* _Problem to solve_
Identify all lines in the data containing the string "that". Copy them out.

* _Data_
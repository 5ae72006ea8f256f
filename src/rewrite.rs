//! Named-parameter rewriting: translates `:name` placeholders in caller-supplied SQL into
//! the driver's native positional form, while passing quoted string literals through
//! verbatim.

/// The driver-native placeholder form a rewritten query should use.
#[derive(Debug, Clone, Copy, PartialEq, Eq)]
pub enum PlaceholderStyle {
    /// Emit `$1`, `$2`, ... (PostgreSQL-style).
    Dollar,
    /// Emit a single `?` for every occurrence (ODBC/MySQL-style).
    QuestionMark,
    /// Do not rewrite at all; the driver understands `:name` natively (Oracle-style). The
    /// scanner still runs, to produce the captured name list, but the emitted text is
    /// byte-identical to the input.
    Native,
}

#[derive(Debug, Clone, Copy, PartialEq, Eq)]
enum ScanState {
    Normal,
    InsideQuote,
    InsideName,
}

/// Scans `sql` for `:name` placeholders and rewrites them to `style`'s positional form.
///
/// Returns the rewritten query text and the ordered list of captured parameter names (one
/// entry per placeholder occurrence; a name reused several times appears several times).
///
/// The scanner is a three-state machine: `Normal`, `InsideQuote`, `InsideName`. A colon
/// outside a quoted region opens `InsideName`; while inside a name, ASCII alphanumerics
/// and underscores accumulate into the name, and any other character closes it (without
/// being consumed twice -- the closing character is re-processed in `Normal` state). A
/// name that reaches end of input is accepted.
///
/// Quoted regions (delimited by `'`) are passed through verbatim, including any `:` they
/// contain. Note: a doubled single quote `''` inside a string literal is *not* treated as
/// an escape by this scanner -- the first `'` after entering `InsideQuote` always closes
/// the quoted region, exactly as observed in the system this core was modeled on. This is
/// documented behavior, not an oversight; see `DESIGN.md`.
pub fn rewrite_named_params(sql: &str, style: PlaceholderStyle) -> (String, Vec<String>) {
    let mut out = String::with_capacity(sql.len());
    let mut names = Vec::new();
    let mut state = ScanState::Normal;
    let mut current_name = String::new();

    let mut flush_name = |out: &mut String, names: &mut Vec<String>, name: String| {
        emit_placeholder(out, style, names.len() + 1, &name);
        names.push(name);
    };

    for c in sql.chars() {
        match state {
            ScanState::Normal => {
                if c == '\'' {
                    state = ScanState::InsideQuote;
                    out.push(c);
                } else if c == ':' {
                    state = ScanState::InsideName;
                    current_name.clear();
                } else {
                    out.push(c);
                }
            }
            ScanState::InsideQuote => {
                out.push(c);
                if c == '\'' {
                    state = ScanState::Normal;
                }
            }
            ScanState::InsideName => {
                if c.is_ascii_alphanumeric() || c == '_' {
                    current_name.push(c);
                } else {
                    flush_name(&mut out, &mut names, std::mem::take(&mut current_name));
                    state = ScanState::Normal;
                    // Re-process `c` in `Normal` state.
                    match c {
                        '\'' => {
                            state = ScanState::InsideQuote;
                            out.push(c);
                        }
                        ':' => {
                            state = ScanState::InsideName;
                        }
                        _ => out.push(c),
                    }
                }
            }
        }
    }
    if state == ScanState::InsideName {
        flush_name(&mut out, &mut names, current_name);
    }

    (out, names)
}

/// Convenience for [`PlaceholderStyle::Native`], since that style needs no explicit
/// `PlaceholderStyle` argument at call sites that always target an Oracle-style driver.
pub fn rewrite_named_params_native(sql: &str) -> (String, Vec<String>) {
    rewrite_named_params(sql, PlaceholderStyle::Native)
}

fn emit_placeholder(out: &mut String, style: PlaceholderStyle, position: usize, name: &str) {
    match style {
        PlaceholderStyle::Dollar => {
            out.push('$');
            out.push_str(&position.to_string());
        }
        PlaceholderStyle::QuestionMark => out.push('?'),
        PlaceholderStyle::Native => {
            out.push(':');
            out.push_str(name);
        }
    }
}

#[cfg(test)]
mod tests {
    use super::*;
    use test_case::test_case;

    #[test_case(PlaceholderStyle::Dollar, "select a from t where n = $1 and m = $2"; "PostgreSQL-style dollar placeholders")]
    #[test_case(PlaceholderStyle::QuestionMark, "select a from t where n = ? and m = ?"; "ODBC-style question mark placeholders")]
    fn rewrite_by_driver_style(style: PlaceholderStyle, expected: &str) {
        let (rewritten, names) =
            rewrite_named_params("select a from t where n = :foo and m = :bar", style);
        assert_eq!(rewritten, expected);
        assert_eq!(names, vec!["foo".to_string(), "bar".to_string()]);
    }

    #[test]
    fn quoted_literal_passes_through_unchanged() {
        let (rewritten, names) =
            rewrite_named_params("select ':foo' from t where n = :foo", PlaceholderStyle::Dollar);
        assert_eq!(rewritten, "select ':foo' from t where n = $1");
        assert_eq!(names, vec!["foo".to_string()]);
    }

    #[test]
    fn name_reused_becomes_distinct_positions() {
        let (rewritten, names) =
            rewrite_named_params("where a = :x or b = :x", PlaceholderStyle::Dollar);
        assert_eq!(rewritten, "where a = $1 or b = $2");
        assert_eq!(names, vec!["x".to_string(), "x".to_string()]);
    }

    #[test]
    fn name_at_end_of_input_is_accepted() {
        let (rewritten, names) = rewrite_named_params("select :x", PlaceholderStyle::QuestionMark);
        assert_eq!(rewritten, "select ?");
        assert_eq!(names, vec!["x".to_string()]);
    }

    #[test]
    fn rewrite_is_idempotent_without_colons() {
        let (first, _) = rewrite_named_params("select a, b from t", PlaceholderStyle::Dollar);
        let (second, names) = rewrite_named_params(&first, PlaceholderStyle::Dollar);
        assert_eq!(first, second);
        assert!(names.is_empty());
    }

    #[test]
    fn doubled_single_quote_is_not_an_escape() {
        // The scanner closes the quoted region at the very first `'`, so `it''s` is read
        // as the literal `'it'` followed by a bare `'s'` that re-enters a new quoted
        // region (left unterminated here, which is a property of the input, not the
        // scanner: the caller is responsible for supplying a validly quoted SQL string).
        let (rewritten, names) = rewrite_named_params("select 'it''s :x'", PlaceholderStyle::Dollar);
        assert_eq!(rewritten, "select 'it''s :x'");
        assert!(names.is_empty());
    }

    #[test]
    fn native_style_leaves_text_untouched() {
        let sql = "select a from t where n = :foo and m = :bar";
        let (rewritten, names) = rewrite_native(sql);
        assert_eq!(rewritten, sql);
        assert_eq!(names, vec!["foo".to_string(), "bar".to_string()]);
    }

    fn rewrite_native(sql: &str) -> (String, Vec<String>) {
        super::rewrite_named_params_native(sql)
    }
}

* _Solution for this task_
/// name that reaches end of input is accepted.
/// Convenience for [`PlaceholderStyle::Native`], since that style needs no explicit
/// `PlaceholderStyle` argument at call sites that always target an Oracle-style driver.
        // as the literal `'it'` followed by a bare `'s'` that re-enters a new quoted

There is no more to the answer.